Sunday, May 30, 2010

IAS 1 Presentation of Financial Statements (revised 2003)

Effective Date :
Annual periods beginning on or after 1 January 2005.

Objective :
To set out the overall framework for presenting general-purpose financial statements, including guidelines for their structure and the minimum content.

Summary :
• Fundamental principles underlying the preparation of financial statements, including going concern assumption, consistency in presentation and classification, accrual basis of accounting, and materiality.
• Assets and liabilities, and income and expenses, may not be offset unless offsetting is permitted or required by another IFRS.
• Comparative prior-period information must be presented for amounts shown in the financial statements and notes.
• A complete set of financial statements should include a balance sheet, income statement, statement of changes in equity, cash flow statement, accounting policies and explanatory notes.
• The statement of changes in equity must show either:
- all changes in equity; or
- changes in equity other than those arising from transactions with equity holders acting in their capacity as equity holders.
• Financial statements generally to be prepared annually.

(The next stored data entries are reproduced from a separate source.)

//! Minimal turnstile example: the full middleware chain in front of a tiny app.
//!
//! Run with:
//!   RUST_LOG=info cargo run --example basic
//!   RATE_LIMIT_RATE=1 RATE_LIMIT_BURST=2 cargo run --example basic
//!
//! Try:
//!   curl -i http://localhost:3000/tenants/42
//!   curl -i -H 'x-request-id: abc123' http://localhost:3000/tenants/42
//!   curl -i http://localhost:3000/panic
//!   for i in $(seq 30); do curl -s -o /dev/null -w '%{http_code}\n' http://localhost:3000/; done

use http::{Method, StatusCode};
use turnstile::middleware::Pipeline;
use turnstile::middleware::rate_limit::{RateLimit, RateLimitConfig};
use turnstile::middleware::recover::Recover;
use turnstile::middleware::trace::Trace;
use turnstile::{Request, Response, Server};

#[tokio::main]
async fn main() -> Result<(), turnstile::Error> {
    tracing_subscriber::fmt::init();

    // Invalid RATE_LIMIT_* values stop the process here.
    let config = RateLimitConfig::from_env()?;

    let server = Server::bind("0.0.0.0:3000");

    let app = Pipeline::new()
        .wrap(Recover)
        .wrap(Trace)
        .wrap(RateLimit::new(config).shutdown_on(server.shutdown_token()))
        .handler(route);

    server.serve(app).await
}

async fn route(req: Request) -> Response {
    let segments: Vec<&str> = req.path().trim_matches('/').split('/').collect();

    match (req.method(), segments.as_slice()) {
        (&Method::GET, [""]) => Response::text("ok"),
        (&Method::GET, ["tenants", id]) => get_tenant(&req, id),
        (&Method::GET, ["panic"]) => panic!("demo handler panicked"),
        _ => Response::status(StatusCode::NOT_FOUND),
    }
}

// GET /tenants/:id — echoes the id and the request's correlation id.
fn get_tenant(req: &Request, id: &str) -> Response {
    let request_id = req.request_id().map(|id| id.to_string()).unwrap_or_default();
    let body = serde_json::json!({ "id": id, "name": "acme", "request_id": request_id });
    Response::json(body.to_string().into_bytes())
}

If the date of the year end changes, and financial statements are presented for a period other than one year, disclosure thereof is required.
• Current/non-current distinction for assets and liabilities is normally required. In general 21 post-balance sheet events are not considered in classifying items as current or non-current.
• IAS 1 specifies minimum line items to be presented on the face of the balance sheet, income statement, and statement of changes in equity, and includes guidance for identifying additional line items.
• IAS 1 specifies minimum note disclosures. These must include information about:
- accounting policies followed;
- the judgements that management has made in the process of applying the entity’s accounting policies that have the most significant effect on the amounts recognised in the financial statements;
and
- the key assumptions concerning the future, and other key sources of estimation uncertainty, that have a significant risk of causing a material adjustment to the carrying amounts of assets and liabilities within the next financial year.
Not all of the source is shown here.